Mom lifted her chin, her eyes focusing somewhere beyond the window as rope after rope splintered and broke.
“But really, you meant that you’d never forgive him. I mean, how could you know if I wouldn’t if you never told me?” My voice rose and I didn’t care. I clung to that anger like a life raft.
She swallowed and reached for a water bottle, then started chugging. Ironic that we handled our panic attacks the same way.
“Maybe she doesn’t understand,” Eva whispered.
“Allie, talking about Lina has always been hard on—” Anne started.
“I don’t care.” Rage colored my vision. “Why, Mom? Because you saw him—saw my feelings for him—as a threat? Realized that I had a year before I turned eighteen, and then you wouldn’t have control anymore, that Hudson would give me the strength to be who I was instead of who you wanted?” I stepped forward, but kept watch on the bottle in case she decided to throw it. “Or did you punish him—punish us—because he saved the wrong daughter?”
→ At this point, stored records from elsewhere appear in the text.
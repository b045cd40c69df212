use std::sync::Arc;

use tracing::{info, instrument};

use hawser_abi::util::keccak256;
use hawser_abi::{Abi, Value};
use hawser_core::{Authorizer, Backend, TransactionRequest, H160, H256};

use crate::{BoundContract, ContractError, ContractResult, TransactOpts};

/// Deploy a contract: init calldata is the compiled bytecode concatenated
/// with the tuple-encoded constructor inputs, with no selector.
///
/// Returns the submission hash and a contract bound to the address the
/// create will land at, derived from the authorized sender and nonce.
/// The binding is usable once the deployment is mined; pair with
/// [`crate::wait_deployed`] to block until then.
#[instrument(err, skip_all)]
pub async fn deploy<B: Backend, A: Authorizer>(
    backend: Arc<B>,
    auth: &A,
    abi: Arc<Abi>,
    bytecode: &[u8],
    args: &[Value],
    opts: &TransactOpts,
) -> ContractResult<(H256, BoundContract<B>)> {
    let constructor = abi.constructor.clone().unwrap_or_default();
    let data = constructor.encode_input(bytecode, args)?;

    let req = TransactionRequest::new(None, opts.value, data, opts.gas_limit, opts.gas_price);
    let signed = auth.authorize(req).await.map_err(ContractError::from)?;
    let deployed_at = create_address(signed.sender, signed.nonce);

    let hash = backend
        .send_transaction(&signed)
        .await
        .map_err(ContractError::from)?;
    info!(tx = ?hash, address = ?deployed_at, "dispatched deployment");
    Ok((hash, BoundContract::new(deployed_at, abi, backend)))
}

/// The address a contract created by `sender` at `nonce` lands at:
/// `keccak256(rlp([sender, nonce]))[12..]`.
pub fn create_address(sender: H160, nonce: u64) -> H160 {
    let mut stream = rlp::RlpStream::new_list(2);
    stream.append(&sender.as_bytes().to_vec());
    stream.append(&nonce);
    let hash = keccak256(stream.out().as_ref());
    H160::from_slice(&hash.as_bytes()[12..])
}

#[cfg(test)]
mod tests {
    use super::*;

    #[test]
    fn create_addresses_match_the_ledger_rule() {
        // Well-known vectors for CREATE address derivation.
        let sender: H160 = "0x6ac7ea33f8831ea9dcc53393aaa88b25a785dbf0"
            .parse()
            .unwrap();
        assert_eq!(
            create_address(sender, 0),
            "0xcd234a471b72ba2f1ccf0a70fcaba648a5eecd8d"
                .parse::<H160>()
                .unwrap()
        );
        assert_eq!(
            create_address(sender, 1),
            "0x343c43a37d37dff08ae8c4a11544c718abb4fcf8"
                .parse::<H160>()
                .unwrap()
        );
    }
}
“Yes.” She swung her gaze to mine and crushed my heart in a one-word fist.
“Yes to which?” I demanded.
“He . . . Lina . . .” She shook her head. The muscles in her neck flexed, and she glanced beside me, to the picture on the wall. “Just. Left. My. Daughter.”
“I’m your daughter!” I shouted, slamming my hand over my chest.
She flinched.
“Anne”—I gestured to the couch—“is your daughter! Eva is your daughter! You had four daughters, Mom, not just one. Losing Lina did not give you the right to break us down so you could try to pour our pieces into her mold.” Snap. Snap. Snap. Ropes broke and others frayed.
“No.”
“Oh, right.” I nodded. “It was never her mold. It was yours. You wanted us to live out your dream, and you never once asked us what ours were. Did you even ask Lina if she wanted to keep Juniper? Offer her support? Or was that relationship just another casualty of your relentless selfishness?”
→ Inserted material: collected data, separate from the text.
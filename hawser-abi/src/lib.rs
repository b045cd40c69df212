//! ABI schema and wire codec for the hawser contract-binding runtime.
//!
//! An [`Abi`] is parsed once from the contract's JSON descriptor and is
//! immutable afterwards; it owns the function, event and error tables with
//! their computed selectors and topic hashes. The codec in this crate turns
//! typed [`Value`]s into ABI head-tail buffers and back, and the event
//! machinery decodes raw log records against the schema.

#![forbid(unsafe_code)]
#![warn(missing_docs)]
#![warn(unused_extern_crates)]

pub use codec::{decode, encode};
pub use error::*;
pub use kind::ParamKind;
pub use revert::*;
pub use schema::*;
pub use topics::make_topics;
pub use value::Value;

mod codec;
mod error;
mod kind;
mod revert;
mod schema;
mod topics;
mod value;

pub mod util;

/// 4-byte function fingerprint prefixing calldata.
pub type Selector = [u8; 4];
“Lina.” She swallowed. “Wanted.” She shook her head like the thought was ludicrous. “Baby.”
My stomach lurched. “And you made her give her up?”
“You could have told us,” Anne said. “We would have helped her.”
“Too weak . . . to do . . .” She struggled for the words. “I. Made. Lina. Principal.” She lifted her left hand and jabbed it my direction. “And you.”
“You made me a guilt-stricken mess who only finds joy in dancing when I’m not with your precious company. These last few weeks have been the first time I’ve enjoyed it in years.” I seethed. “I never wanted the Company. I wanted out, to dance freelance all over the world, and you told me I owed it to Lina. You twisted my guilt for your purposes and told me I had to take the MBC contract, that it was my fault Lina had been out that night at all, and MBC wouldn’t be MBC without a Rousseau onstage.” The truth of that last sentence bit into me until I bled. “You twisted all of us. Lina kept her pregnancy a secret while you bribed Everett to make it easier to leave Juniper. Anne’s a damned lawyer who uses her degree to plan Company events because we all know if you aren’t dancing, you should support the ones who do, right? And Eva . . .” I laughed. “Eva stabbed me in the back and stole the role that had been created for me!”